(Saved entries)
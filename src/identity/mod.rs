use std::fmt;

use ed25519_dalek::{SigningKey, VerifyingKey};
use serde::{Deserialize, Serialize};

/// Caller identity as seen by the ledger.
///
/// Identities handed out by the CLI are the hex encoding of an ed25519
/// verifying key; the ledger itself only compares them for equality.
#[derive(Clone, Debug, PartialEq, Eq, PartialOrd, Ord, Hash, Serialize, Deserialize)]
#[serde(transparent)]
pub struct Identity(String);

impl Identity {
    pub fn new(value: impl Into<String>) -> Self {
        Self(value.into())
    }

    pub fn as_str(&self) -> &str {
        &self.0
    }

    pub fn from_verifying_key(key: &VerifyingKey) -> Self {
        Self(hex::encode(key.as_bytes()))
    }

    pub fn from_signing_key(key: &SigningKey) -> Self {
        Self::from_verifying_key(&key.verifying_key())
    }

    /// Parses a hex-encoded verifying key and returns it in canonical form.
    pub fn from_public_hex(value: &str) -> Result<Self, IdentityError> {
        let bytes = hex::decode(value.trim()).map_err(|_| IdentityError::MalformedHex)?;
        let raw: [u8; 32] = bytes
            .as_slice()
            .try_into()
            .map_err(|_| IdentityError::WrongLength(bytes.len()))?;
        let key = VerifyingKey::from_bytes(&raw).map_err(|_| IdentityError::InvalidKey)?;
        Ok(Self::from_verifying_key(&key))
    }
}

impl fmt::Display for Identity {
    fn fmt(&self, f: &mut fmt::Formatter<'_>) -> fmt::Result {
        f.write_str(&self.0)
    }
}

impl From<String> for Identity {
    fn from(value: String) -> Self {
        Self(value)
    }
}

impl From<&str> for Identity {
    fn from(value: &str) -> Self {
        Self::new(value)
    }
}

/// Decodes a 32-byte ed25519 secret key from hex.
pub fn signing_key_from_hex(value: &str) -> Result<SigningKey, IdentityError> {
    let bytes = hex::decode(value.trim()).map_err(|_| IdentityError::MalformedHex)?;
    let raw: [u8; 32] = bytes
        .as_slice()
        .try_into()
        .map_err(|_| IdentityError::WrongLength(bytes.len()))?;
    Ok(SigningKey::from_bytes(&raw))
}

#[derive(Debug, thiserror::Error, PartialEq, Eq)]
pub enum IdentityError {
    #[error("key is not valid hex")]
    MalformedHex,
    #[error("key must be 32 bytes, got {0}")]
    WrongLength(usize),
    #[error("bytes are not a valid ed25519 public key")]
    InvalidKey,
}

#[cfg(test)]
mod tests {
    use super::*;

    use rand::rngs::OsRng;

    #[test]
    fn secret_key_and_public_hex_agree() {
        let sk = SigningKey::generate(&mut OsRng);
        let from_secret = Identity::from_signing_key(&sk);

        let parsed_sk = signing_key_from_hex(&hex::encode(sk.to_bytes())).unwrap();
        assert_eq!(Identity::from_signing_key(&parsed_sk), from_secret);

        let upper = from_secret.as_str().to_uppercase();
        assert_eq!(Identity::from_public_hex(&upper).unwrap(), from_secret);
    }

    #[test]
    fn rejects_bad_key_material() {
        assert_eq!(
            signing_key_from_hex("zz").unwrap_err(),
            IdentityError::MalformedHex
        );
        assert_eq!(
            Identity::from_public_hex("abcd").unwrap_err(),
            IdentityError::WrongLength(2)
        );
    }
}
...
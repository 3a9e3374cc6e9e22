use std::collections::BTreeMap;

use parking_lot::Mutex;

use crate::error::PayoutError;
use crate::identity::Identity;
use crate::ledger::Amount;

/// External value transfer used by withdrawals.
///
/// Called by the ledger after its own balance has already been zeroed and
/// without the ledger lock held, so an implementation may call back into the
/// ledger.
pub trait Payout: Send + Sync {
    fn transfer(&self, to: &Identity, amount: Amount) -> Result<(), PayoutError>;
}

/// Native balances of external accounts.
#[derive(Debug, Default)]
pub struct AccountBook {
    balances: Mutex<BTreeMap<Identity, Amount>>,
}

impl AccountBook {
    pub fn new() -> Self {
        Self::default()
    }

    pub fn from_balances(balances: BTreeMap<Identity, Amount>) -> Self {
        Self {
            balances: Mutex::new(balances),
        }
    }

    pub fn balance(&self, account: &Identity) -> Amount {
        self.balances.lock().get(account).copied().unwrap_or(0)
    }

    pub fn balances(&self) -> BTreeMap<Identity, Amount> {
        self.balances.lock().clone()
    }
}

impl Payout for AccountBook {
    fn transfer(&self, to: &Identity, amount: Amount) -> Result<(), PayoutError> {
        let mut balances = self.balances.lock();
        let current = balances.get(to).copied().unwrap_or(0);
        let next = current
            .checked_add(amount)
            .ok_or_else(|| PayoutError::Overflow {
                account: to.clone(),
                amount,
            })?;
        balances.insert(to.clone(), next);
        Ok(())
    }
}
==
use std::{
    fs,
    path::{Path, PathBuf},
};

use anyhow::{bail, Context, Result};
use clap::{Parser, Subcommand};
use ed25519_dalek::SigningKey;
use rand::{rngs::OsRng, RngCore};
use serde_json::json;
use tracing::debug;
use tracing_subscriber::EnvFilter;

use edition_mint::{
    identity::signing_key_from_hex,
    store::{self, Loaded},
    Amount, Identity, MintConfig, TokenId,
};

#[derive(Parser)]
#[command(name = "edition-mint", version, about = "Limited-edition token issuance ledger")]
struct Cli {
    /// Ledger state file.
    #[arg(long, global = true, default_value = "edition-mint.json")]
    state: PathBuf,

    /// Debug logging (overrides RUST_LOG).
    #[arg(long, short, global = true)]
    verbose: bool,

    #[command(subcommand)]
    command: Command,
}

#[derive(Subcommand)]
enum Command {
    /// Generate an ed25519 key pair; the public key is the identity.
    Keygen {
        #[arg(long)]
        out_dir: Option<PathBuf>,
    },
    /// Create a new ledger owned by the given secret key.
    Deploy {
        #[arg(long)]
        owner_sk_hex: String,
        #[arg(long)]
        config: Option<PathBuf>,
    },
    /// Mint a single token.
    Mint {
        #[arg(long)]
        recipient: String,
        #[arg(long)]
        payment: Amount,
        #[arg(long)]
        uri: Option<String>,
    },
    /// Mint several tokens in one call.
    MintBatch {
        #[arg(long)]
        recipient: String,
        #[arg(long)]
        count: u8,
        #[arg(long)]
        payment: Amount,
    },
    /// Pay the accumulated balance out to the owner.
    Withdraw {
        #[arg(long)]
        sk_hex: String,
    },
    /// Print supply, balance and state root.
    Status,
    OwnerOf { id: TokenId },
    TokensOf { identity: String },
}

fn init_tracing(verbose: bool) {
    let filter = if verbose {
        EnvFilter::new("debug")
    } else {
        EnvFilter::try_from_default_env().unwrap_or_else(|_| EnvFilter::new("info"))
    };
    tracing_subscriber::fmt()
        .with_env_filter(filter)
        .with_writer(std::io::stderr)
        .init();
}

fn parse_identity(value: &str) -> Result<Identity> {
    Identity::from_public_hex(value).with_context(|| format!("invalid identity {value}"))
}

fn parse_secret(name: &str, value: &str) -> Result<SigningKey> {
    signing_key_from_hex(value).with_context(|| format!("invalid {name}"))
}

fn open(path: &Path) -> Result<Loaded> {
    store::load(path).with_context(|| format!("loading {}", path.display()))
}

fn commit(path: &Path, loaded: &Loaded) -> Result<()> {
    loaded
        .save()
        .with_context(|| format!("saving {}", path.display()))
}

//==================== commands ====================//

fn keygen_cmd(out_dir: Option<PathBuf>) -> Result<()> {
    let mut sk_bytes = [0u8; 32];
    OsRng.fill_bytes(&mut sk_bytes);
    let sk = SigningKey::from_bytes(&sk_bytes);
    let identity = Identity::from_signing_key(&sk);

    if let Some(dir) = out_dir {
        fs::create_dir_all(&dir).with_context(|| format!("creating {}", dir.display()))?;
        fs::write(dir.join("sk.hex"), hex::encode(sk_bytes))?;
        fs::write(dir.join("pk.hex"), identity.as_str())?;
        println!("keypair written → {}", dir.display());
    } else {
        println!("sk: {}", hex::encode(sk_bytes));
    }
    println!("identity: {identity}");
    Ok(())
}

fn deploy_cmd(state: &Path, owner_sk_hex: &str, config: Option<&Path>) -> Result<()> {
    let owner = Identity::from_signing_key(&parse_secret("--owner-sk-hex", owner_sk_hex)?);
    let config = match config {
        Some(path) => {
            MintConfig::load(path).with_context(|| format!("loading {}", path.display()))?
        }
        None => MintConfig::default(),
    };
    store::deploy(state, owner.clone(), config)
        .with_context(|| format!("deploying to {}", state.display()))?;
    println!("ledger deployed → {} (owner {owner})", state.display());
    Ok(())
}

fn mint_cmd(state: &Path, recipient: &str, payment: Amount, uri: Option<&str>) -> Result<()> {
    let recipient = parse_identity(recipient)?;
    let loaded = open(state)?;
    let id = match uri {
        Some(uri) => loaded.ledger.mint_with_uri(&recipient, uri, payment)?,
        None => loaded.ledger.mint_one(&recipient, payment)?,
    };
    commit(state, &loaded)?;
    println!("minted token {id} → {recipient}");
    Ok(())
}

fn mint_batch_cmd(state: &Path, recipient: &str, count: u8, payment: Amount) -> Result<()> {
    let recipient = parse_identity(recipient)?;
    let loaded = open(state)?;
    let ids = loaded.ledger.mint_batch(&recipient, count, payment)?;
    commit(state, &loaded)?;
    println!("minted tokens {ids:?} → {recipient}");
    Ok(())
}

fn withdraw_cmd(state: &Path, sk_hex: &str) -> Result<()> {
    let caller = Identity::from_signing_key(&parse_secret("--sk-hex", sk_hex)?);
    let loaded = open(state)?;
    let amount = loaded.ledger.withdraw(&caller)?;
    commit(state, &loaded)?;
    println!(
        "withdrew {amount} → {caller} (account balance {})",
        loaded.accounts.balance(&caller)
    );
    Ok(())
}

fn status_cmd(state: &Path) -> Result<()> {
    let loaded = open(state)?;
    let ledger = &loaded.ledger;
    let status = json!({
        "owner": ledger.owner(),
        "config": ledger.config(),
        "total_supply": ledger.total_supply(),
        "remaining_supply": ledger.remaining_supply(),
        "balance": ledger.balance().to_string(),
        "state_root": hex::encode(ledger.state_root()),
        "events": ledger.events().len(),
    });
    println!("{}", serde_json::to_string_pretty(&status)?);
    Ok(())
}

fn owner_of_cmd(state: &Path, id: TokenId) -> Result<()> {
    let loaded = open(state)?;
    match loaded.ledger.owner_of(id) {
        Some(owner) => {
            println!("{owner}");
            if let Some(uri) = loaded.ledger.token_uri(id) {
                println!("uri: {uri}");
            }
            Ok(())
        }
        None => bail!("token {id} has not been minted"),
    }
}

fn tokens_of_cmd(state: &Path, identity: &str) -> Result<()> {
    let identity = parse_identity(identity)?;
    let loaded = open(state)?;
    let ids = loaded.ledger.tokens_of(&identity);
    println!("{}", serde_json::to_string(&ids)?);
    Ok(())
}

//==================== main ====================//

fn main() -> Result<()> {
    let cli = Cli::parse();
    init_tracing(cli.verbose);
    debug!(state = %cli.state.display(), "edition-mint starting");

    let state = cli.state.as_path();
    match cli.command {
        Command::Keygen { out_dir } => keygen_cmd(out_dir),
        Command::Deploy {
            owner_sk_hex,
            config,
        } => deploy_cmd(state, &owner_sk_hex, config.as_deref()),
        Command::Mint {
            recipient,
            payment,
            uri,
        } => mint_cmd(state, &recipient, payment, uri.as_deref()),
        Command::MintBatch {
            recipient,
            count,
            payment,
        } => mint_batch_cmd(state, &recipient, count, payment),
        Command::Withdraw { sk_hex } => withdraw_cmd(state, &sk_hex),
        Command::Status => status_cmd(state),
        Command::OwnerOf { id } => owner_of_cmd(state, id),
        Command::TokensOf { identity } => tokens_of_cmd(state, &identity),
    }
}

• _ACTIVITY_:
I need the number of lines in the entries that include "struct"; please give that number and nothing else.

• _TASK SOLUTION_:
3